Не совсем. «Додо пицца» — это пара сотен номенклатур, для каждой из них могут быть выбраны сопутствующие ингредиенты.
Аналогично, когда пациент, например, приходит к врачу с жалобой на боль в ухе, то терапевт выясняет, где проблема. Если это перелом, то надо отправить к хирургу, если воспаление — к отоларингологу.
В свою очередь, отоларинголог, для установки диагноза, имеет три-пять десятков показателей, которые можно легко разместить в виде плашек на экране. И врачу не надо открывать форму и спускаться на 20 страниц вниз, чтобы вызвать справочник.
А если использовать голосовой ввод?
Не все, что врач заносит в компьютер, нужно слышать пациенту. Потому что если врач произносит какие-то странные слова при пациенте, то ему, возможно, придется вызывать скорую помощь. Но я думаю, что сейчас — это одна из задач, которая в ближайшее время станет приоритетной у многих разработчиков медицинских систем.
Расскажите о вашем опыте цифровизации МНТК. Что уже сделано, что предстоит? Какие задачи решаете?
Мне предложили выстроить цифровизацию в клинике, и я занимаюсь этим не так давно, всего полгода. МНТК — прогрессивная медицинская организация с гениальными хирургами и новейшим офтальмологическим оборудованием.

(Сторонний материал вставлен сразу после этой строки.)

//! Execution step
//!
//! Runs a built artifact with no arguments and no stdin, redirecting stdout
//! verbatim into the captured-output file. The artifact's exit status is
//! recorded but never decides pass/fail; comparison does.

use std::fs::File;
use std::path::PathBuf;
use std::process::{Command, Stdio};
use std::time::{Duration, Instant};

use tracing::{debug, warn};

use super::fixtures::FixtureContext;
use super::toolchain::BuildArtifact;
use crate::error::ExecutionError;

/// Outcome of running an artifact to completion
#[derive(Debug, Clone, PartialEq, Eq)]
pub struct ExecutionResult {
    /// File holding the captured stdout
    pub captured: PathBuf,
    /// Exit code, `None` when terminated by a signal
    pub exit_code: Option<i32>,
    /// Wall-clock run time
    pub duration: Duration,
}

impl ExecutionResult {
    /// Whether the artifact exited with status zero
    pub fn exited_cleanly(&self) -> bool {
        self.exit_code == Some(0)
    }
}

/// Run `artifact` inside the fixture directory of `ctx`
pub fn execute(
    ctx: &FixtureContext,
    artifact: &BuildArtifact,
) -> Result<ExecutionResult, ExecutionError> {
    let stdout = File::create(ctx.captured()).map_err(|source| ExecutionError::Capture {
        path: ctx.captured().to_path_buf(),
        source,
    })?;

    debug!(artifact = %artifact.path().display(), "executing");
    let start = Instant::now();
    let status = Command::new(artifact.path())
        .current_dir(ctx.dir())
        .stdin(Stdio::null())
        .stdout(Stdio::from(stdout))
        .stderr(Stdio::inherit())
        .status()
        .map_err(|source| ExecutionError::Launch {
            path: artifact.path().to_path_buf(),
            source,
        })?;
    let duration = start.elapsed();

    let result = ExecutionResult {
        captured: ctx.captured().to_path_buf(),
        exit_code: status.code(),
        duration,
    };
    if !result.exited_cleanly() {
        warn!(
            case = %ctx.case(),
            variant = %ctx.variant(),
            exit_code = ?result.exit_code,
            "artifact exited abnormally"
        );
    }
    debug!(duration_ms = duration.as_secs_f64() * 1000.0, "execution finished");
    Ok(result)
}
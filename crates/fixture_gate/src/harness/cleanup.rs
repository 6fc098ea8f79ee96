//! Cleanup step
//!
//! Removes the artifact, captured output and comparison log of a fixture
//! after it passes. The runner never calls this after a failure, so a failing
//! fixture keeps all three files for inspection.

use std::fs;
use std::io::ErrorKind;

use tracing::debug;

use super::fixtures::FixtureContext;
use crate::error::CleanupError;

/// Remove every generated file of `ctx`. Already-missing files are fine.
pub fn cleanup(ctx: &FixtureContext) -> Result<(), CleanupError> {
    for path in ctx.generated() {
        match fs::remove_file(path) {
            Ok(()) => debug!(path = %path.display(), "removed"),
            Err(e) if e.kind() == ErrorKind::NotFound => {}
            Err(source) => {
                return Err(CleanupError {
                    path: path.to_path_buf(),
                    source,
                });
            }
        }
    }
    Ok(())
}
//! Combat resolution
//!
//! An alternating exchange loop: each half-round the acting side lands its
//! full attack power with probability 2/3, otherwise it misses. Both halves
//! run every round, so mutual death is possible. The report is display
//! data for the fight log, never a control-flow signal.

use rand::Rng;

use crate::entity::EntityCore;

/// Ordered textual record of one fight, ending in death line(s)
#[derive(Debug, Clone, Default)]
pub struct FightReport {
    pub lines: Vec<String>,
}

/// Chance of landing a blow: 2 in 3
fn roll_hit(rng: &mut impl Rng) -> bool {
    rng.gen_range(0..3) != 0
}

/// Resolve a fight to the death between two entities
///
/// The attacker strikes first in each round. Callers handle all
/// bookkeeping afterwards (experience, roster pruning, game over).
pub fn fight(
    rng: &mut impl Rng,
    attacker: &mut EntityCore,
    attacker_name: &str,
    defender: &mut EntityCore,
    defender_name: &str,
) -> FightReport {
    let mut report = FightReport::default();
    report.lines.push(format!("{attacker_name} attacks {defender_name}!"));

    while attacker.is_alive() && defender.is_alive() {
        if roll_hit(rng) {
            defender.take_damage(attacker.attack());
            report
                .lines
                .push(format!("{defender_name} loses {} HP!", attacker.attack()));
        } else {
            report.lines.push(format!("{attacker_name} misses!"));
        }
        if roll_hit(rng) {
            attacker.take_damage(defender.attack());
            report
                .lines
                .push(format!("{attacker_name} loses {} HP!", defender.attack()));
        } else {
            report.lines.push(format!("{defender_name} misses!"));
        }
    }

    if !defender.is_alive() {
        report.lines.push(format!("{defender_name} is dead!"));
    }
    if !attacker.is_alive() {
        report.lines.push(format!("{attacker_name} is dead!"));
    }
    tracing::debug!(
        attacker = attacker_name,
        defender = defender_name,
        lines = report.lines.len(),
        "fight resolved"
    );
    report
}
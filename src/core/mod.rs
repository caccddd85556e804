pub mod config;
pub mod error;
pub mod types;

pub use config::GameConfig;
pub use error::{GameError, Result};
pub use types::{Appearance, ColorTag, Depth, Point};
//! Movement and collision resolution
//!
//! `update_entity_position` is the single path by which any entity, player
//! or monster, changes position: apply the raw offset, then revert if the
//! destination is not free. A blocked move is a silent no-op, not an error.
//! The monster variant additionally owns pursuit upkeep: requesting fresh
//! background routes for orcs and consuming waypoints step by step.

use crate::core::{GameConfig, Point};
use crate::entity::{EntityCore, Monster, MonsterId};
use crate::path::PathService;
use crate::world::DungeonMap;

/// Result of a movement attempt
#[derive(Debug, Clone, Copy, Default)]
pub struct MoveOutcome {
    pub moved: bool,
    pub reverted: bool,
}

pub fn update_entity_position(
    map: &DungeonMap,
    entity: &mut EntityCore,
    dx: i32,
    dy: i32,
) -> MoveOutcome {
    if dx == 0 && dy == 0 {
        return MoveOutcome::default();
    }

    let old = entity.position();
    entity.shift(dx, dy);

    if !map.is_position_free(entity.position()) {
        entity.set_position(old);
        return MoveOutcome { moved: false, reverted: true };
    }

    MoveOutcome { moved: true, reverted: false }
}

/// Advance one monster a single step
///
/// Pursuers (orcs) follow their computed route, requesting a refresh in the
/// background when the route is spent or the player is closer than the
/// repath range. Everything else steps toward the player inside the
/// vicinity radius and drifts diagonally outside it.
pub fn update_monster_position(
    map: &DungeonMap,
    paths: &mut PathService,
    config: &GameConfig,
    id: MonsterId,
    monster: &mut Monster,
    player_pos: Point,
) -> MoveOutcome {
    let pos = monster.core.position();

    if let Some(pursuit) = monster.pursuit.as_mut() {
        // drop waypoints already reached
        while pursuit.path.front() == Some(&pos) {
            pursuit.path.pop_front();
        }
        let close = pos.distance(&player_pos) < config.repath_range;
        if pursuit.pending.is_none() && (pursuit.path.is_empty() || close) {
            let seq = paths.request(id, pos, player_pos, map.snapshot());
            pursuit.pending = Some(seq);
        }
    }

    let waypoint = monster
        .pursuit
        .as_ref()
        .and_then(|pursuit| pursuit.path.front().copied());

    let (dx, dy) = match waypoint {
        Some(wp) => pos.step_toward(&wp),
        None if pos.distance(&player_pos) <= config.vicinity_radius => {
            pos.step_toward(&player_pos)
        }
        None => (1, 1),
    };

    let outcome = update_entity_position(map, &mut monster.core, dx, dy);

    if outcome.moved {
        let now = monster.core.position();
        if let Some(pursuit) = monster.pursuit.as_mut() {
            if pursuit.path.front() == Some(&now) {
                pursuit.path.pop_front();
            }
        }
    }
    outcome
}

#[cfg(test)]
mod tests {
    use super::*;
    use crate::core::{Appearance, ColorTag, Point};
    use crate::entity::Species;
    use crate::world::DungeonMap;
    use proptest::prelude::*;
    use rand::SeedableRng;
    use rand_chacha::ChaCha8Rng;

    fn entity_at(p: Point) -> EntityCore {
        EntityCore::new(p, 10, 2, Appearance::new('x', ColorTag::Goblin))
    }

    fn open_map(width: i32, height: i32) -> DungeonMap {
        let mut rng = ChaCha8Rng::seed_from_u64(5);
        DungeonMap::generate(width, height, 0.0, &mut rng)
    }

    #[test]
    fn blocked_move_reverts_exactly() {
        let map = open_map(10, 10);
        let mut e = entity_at(Point::new(1, 1));
        let outcome = update_entity_position(&map, &mut e, -1, 0); // into the border wall
        assert!(outcome.reverted);
        assert_eq!(e.position(), Point::new(1, 1));
    }

    #[test]
    fn free_move_applies_offset() {
        let map = open_map(10, 10);
        let mut e = entity_at(Point::new(3, 3));
        let outcome = update_entity_position(&map, &mut e, 1, -1);
        assert!(outcome.moved);
        assert_eq!(e.position(), Point::new(4, 2));
    }

    #[test]
    fn far_monster_without_path_drifts_diagonally() {
        let map = open_map(40, 20);
        let mut paths = PathService::new();
        let config = GameConfig::default();
        let mut troll = Monster::new(Species::Troll, Point::new(2, 2));
        let mut roster = crate::entity::Roster::new();
        let id = roster.insert(troll.clone());
        update_monster_position(&map, &mut paths, &config, id, &mut troll, Point::new(35, 18));
        assert_eq!(troll.core.position(), Point::new(3, 3));
    }

    #[test]
    fn near_monster_steps_toward_player() {
        let map = open_map(40, 20);
        let mut paths = PathService::new();
        let config = GameConfig::default();
        let mut goblin = Monster::new(Species::Goblin, Point::new(10, 10));
        let mut roster = crate::entity::Roster::new();
        let id = roster.insert(goblin.clone());
        update_monster_position(&map, &mut paths, &config, id, &mut goblin, Point::new(5, 10));
        assert_eq!(goblin.core.position(), Point::new(9, 10));
    }

    #[test]
    fn orc_with_a_route_follows_it_and_consumes_waypoints() {
        let map = open_map(40, 20);
        let mut paths = PathService::new();
        let config = GameConfig::default();
        let mut orc = Monster::new(Species::Orc, Point::new(5, 5));
        let mut roster = crate::entity::Roster::new();
        let id = roster.insert(orc.clone());
        let pursuit = orc.pursuit.as_mut().unwrap();
        pursuit.path = vec![Point::new(6, 5), Point::new(7, 5)].into();
        pursuit.pending = Some(0); // suppress a refresh request

        update_monster_position(&map, &mut paths, &config, id, &mut orc, Point::new(30, 5));
        assert_eq!(orc.core.position(), Point::new(6, 5));
        assert_eq!(
            orc.pursuit.as_ref().unwrap().path.front(),
            Some(&Point::new(7, 5))
        );
    }

    #[test]
    fn orc_with_spent_route_requests_a_refresh() {
        let map = open_map(40, 20);
        let mut paths = PathService::new();
        let config = GameConfig::default();
        let mut orc = Monster::new(Species::Orc, Point::new(5, 5));
        let mut roster = crate::entity::Roster::new();
        let id = roster.insert(orc.clone());

        update_monster_position(&map, &mut paths, &config, id, &mut orc, Point::new(30, 5));
        assert!(orc.pursuit.as_ref().unwrap().pending.is_some());
    }

    proptest! {
        /// Either the entity lands on a free cell or it ends up exactly
        /// where it started, for any starting cell and unit offset.
        #[test]
        fn position_is_free_or_unchanged(
            x in 1i32..19, y in 1i32..9,
            dx in -1i32..=1, dy in -1i32..=1,
            seed in 0u64..32,
        ) {
            let mut rng = ChaCha8Rng::seed_from_u64(seed);
            let map = DungeonMap::generate(20, 10, 0.2, &mut rng);
            let start = Point::new(x, y);
            prop_assume!(map.is_position_free(start));
            let mut e = entity_at(start);
            update_entity_position(&map, &mut e, dx, dy);
            prop_assert!(map.is_position_free(e.position()) || e.position() == start);
            if !map.is_position_free(start.offset(dx, dy)) {
                prop_assert_eq!(e.position(), start);
            }
        }
    }
}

Однако я считаю, что качественное управление возможно только там, где есть информатизация, цифровой след, регламенты и порядок. Сейчас планирую выпустить «Стратегию цифровой трансформации», в которой будут обозначены глобальные цели, миссия, определены задачи верхнего уровня, показатели, описывающие результаты и мероприятия, которые помогут этих результатов достичь.
Конечно, хотелось бы изменить ситуацию с офтальмологическими заболеваниями в стране, позиционирование клиники, как на внутреннем, так и на внешнем рынке, эффективность экономической деятельности предприятия. Это все — долгосрочные перспективы.

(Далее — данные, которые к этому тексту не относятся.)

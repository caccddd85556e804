//! Grid A* over an immutable tile snapshot
//!
//! 8-directional unit-cost movement with a Chebyshev-distance heuristic.
//! The open set is ordered by f-cost with insertion order as tie-break, so
//! results are deterministic for a given grid.

use std::cmp::Ordering;
use std::collections::BinaryHeap;

use ahash::AHashMap;

use crate::core::Point;
use crate::world::TileGrid;

const DIRECTIONS: [(i32, i32); 8] = [
    (1, 0),
    (-1, 0),
    (0, 1),
    (0, -1),
    (1, 1),
    (1, -1),
    (-1, 1),
    (-1, -1),
];

/// Node in the A* open set
#[derive(Debug, Clone)]
struct PathNode {
    point: Point,
    f_cost: i32,
    seq: u64,
}

impl PartialEq for PathNode {
    fn eq(&self, other: &Self) -> bool {
        self.f_cost == other.f_cost && self.seq == other.seq
    }
}

impl Eq for PathNode {}

impl Ord for PathNode {
    fn cmp(&self, other: &Self) -> Ordering {
        // Reverse order for min-heap; earlier insertion wins ties
        other
            .f_cost
            .cmp(&self.f_cost)
            .then_with(|| other.seq.cmp(&self.seq))
    }
}

impl PartialOrd for PathNode {
    fn partial_cmp(&self, other: &Self) -> Option<Ordering> {
        Some(self.cmp(other))
    }
}

/// Admissible distance estimate for unit-cost 8-directional movement
fn heuristic(a: Point, b: Point) -> i32 {
    (a.x - b.x).abs().max((a.y - b.y).abs())
}

/// Find a minimum-cost route from `start` to `goal`
///
/// The returned route excludes `start` and includes `goal`. Returns `None`
/// when the goal is unreachable; an expected outcome, not a failure.
pub fn find_path(grid: &TileGrid, start: Point, goal: Point) -> Option<Vec<Point>> {
    if start == goal {
        return Some(Vec::new());
    }
    if !grid.is_free(goal) {
        return None;
    }

    let mut open_set = BinaryHeap::new();
    let mut came_from: AHashMap<Point, Point> = AHashMap::new();
    let mut g_scores: AHashMap<Point, i32> = AHashMap::new();
    let mut seq = 0u64;

    g_scores.insert(start, 0);
    open_set.push(PathNode { point: start, f_cost: heuristic(start, goal), seq });

    while let Some(current) = open_set.pop() {
        if current.point == goal {
            return Some(reconstruct_path(&came_from, start, current.point));
        }

        let current_g = *g_scores.get(&current.point).unwrap_or(&i32::MAX);

        for (dx, dy) in DIRECTIONS {
            let neighbor = current.point.offset(dx, dy);
            if !grid.is_free(neighbor) {
                continue;
            }

            let tentative_g = current_g + 1;
            let neighbor_g = *g_scores.get(&neighbor).unwrap_or(&i32::MAX);

            if tentative_g < neighbor_g {
                came_from.insert(neighbor, current.point);
                g_scores.insert(neighbor, tentative_g);
                seq += 1;
                open_set.push(PathNode {
                    point: neighbor,
                    f_cost: tentative_g + heuristic(neighbor, goal),
                    seq,
                });
            }
        }
    }

    None
}

fn reconstruct_path(came_from: &AHashMap<Point, Point>, start: Point, goal: Point) -> Vec<Point> {
    let mut path = vec![goal];
    let mut current = goal;
    while let Some(&prev) = came_from.get(&current) {
        if prev == start {
            break;
        }
        path.push(prev);
        current = prev;
    }
    path.reverse();
    path
}
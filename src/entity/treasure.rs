//! Treasure pickups with depth-scaled one-shot bonuses

use rand::Rng;

use crate::core::{Appearance, ColorTag, Depth, Point};
use crate::entity::EntityCore;

/// One-shot stat increment carried by a treasure
///
/// Exactly one field is non-zero.
#[derive(Debug, Clone, Copy, Default, PartialEq, Eq)]
pub struct Bonus {
    pub health: i32,
    pub attack: i32,
    pub exp: i32,
}

/// A non-combat pickup on the dungeon floor
///
/// Zero health and attack: a treasure is never alive and never fights.
#[derive(Debug, Clone)]
pub struct Treasure {
    pub core: EntityCore,
    bonus: Bonus,
}

impl Treasure {
    /// Roll a treasure for the given depth
    ///
    /// The bonus magnitude is `growth^depth`, rounded up, applied to one of
    /// health, attack or experience chosen uniformly.
    pub fn roll(position: Point, depth: Depth, growth: f64, rng: &mut impl Rng) -> Self {
        let magnitude = growth.powi(depth as i32).ceil() as i32;
        let mut bonus = Bonus::default();
        match rng.gen_range(0..3) {
            0 => bonus.health = magnitude,
            1 => bonus.attack = magnitude,
            _ => bonus.exp = magnitude,
        }
        Self {
            core: EntityCore::new(position, 0, 0, Appearance::new('$', ColorTag::Treasure)),
            bonus,
        }
    }

    pub fn bonus(&self) -> Bonus {
        self.bonus
    }
}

При этом, как обычно, я строю «селютинонезависимую» модель. Есть я или нет – все должно работать. Это возможно только когда все формализовано, регламентировано и описано. Тогда это не зависит от конкретного человека.
Конечно, есть и конкретные, тактические задачи. Надо сдавать документы в ФОМС, а данные — в Минздрав. При этом существуют старые программы, которые даже не интегрированы между собой.
Так что работы очень много! Нужно внедрять CRM, ERP, реализовывать другие проекты. Но я люблю начинать с белого листа. Для меня, как архитектора, — это находка.
Но это же сейчас совсем недешево?
Недешево, но есть и свои плюсы. Мне нечего импортозамещать. Мне не надо менять западные дорогие системы на еще более дорогие отечественные.
Вот, например, стоит задача написать решение, чтобы разговаривать с нашими филиалами на одном языке. Сейчас один филиал сообщает, что он сделал 100 операций, а другой — 200. Начинаем выяснять, и оказывается, что первый считает операции по пациентам, а второй — по глазам. То есть два глаза — это две операции.
Сегодня же мы прорабатываем единую сквозную систему показателей. Наше руководство стремится к оптимизации, увеличению объема операций, чтобы все было понятным и прозрачным.
Диагностику и самые простые операции могут проводить другие медицинские организации, а мы на своем уникальном оборудовании можем делать то, с чем никто не справится. Например, к 2030 году мы хотим сделать киберглаз. Для этого нужны и искусственный интеллект, и системы сопутствующей диагностики, и многое другое.
А расскажете про киберглаз?
О, это, конечно, условный проект. Но это проект-стимул... Раз мы офтальмологи, то мы должны создать искусственное зрение. И если мы им не займемся сейчас, то будущее офтальмологии будет без нас. Что неправильно. Поэтому, проект «Киберглаз» будет чем-то вроде портфеля проектов о будущем офтальмологии...
Вы не только участник конгресса «Подмосковные вечера», но и модератор одной из секций. Что на ней будет обсуждаться?
Я веду секцию по цифровому производству, на которой будем говорить о важном. Например, есть множество датчиков и каналы передачи данных. Что делать с этими собранными данными? Другой аспект — сегодня начинается промышленная гонка. Многие предприятия базировались на иностранных решениях, они начинают сворачивать часть производства. И как в этой ситуации быть? А другим надо срочно масштабироваться. Есть ли здесь место «цифре»? Вот эти темы мы и будем обсуждать с участниками секции в формате живой дискуссии. Надеюсь, будет интересно.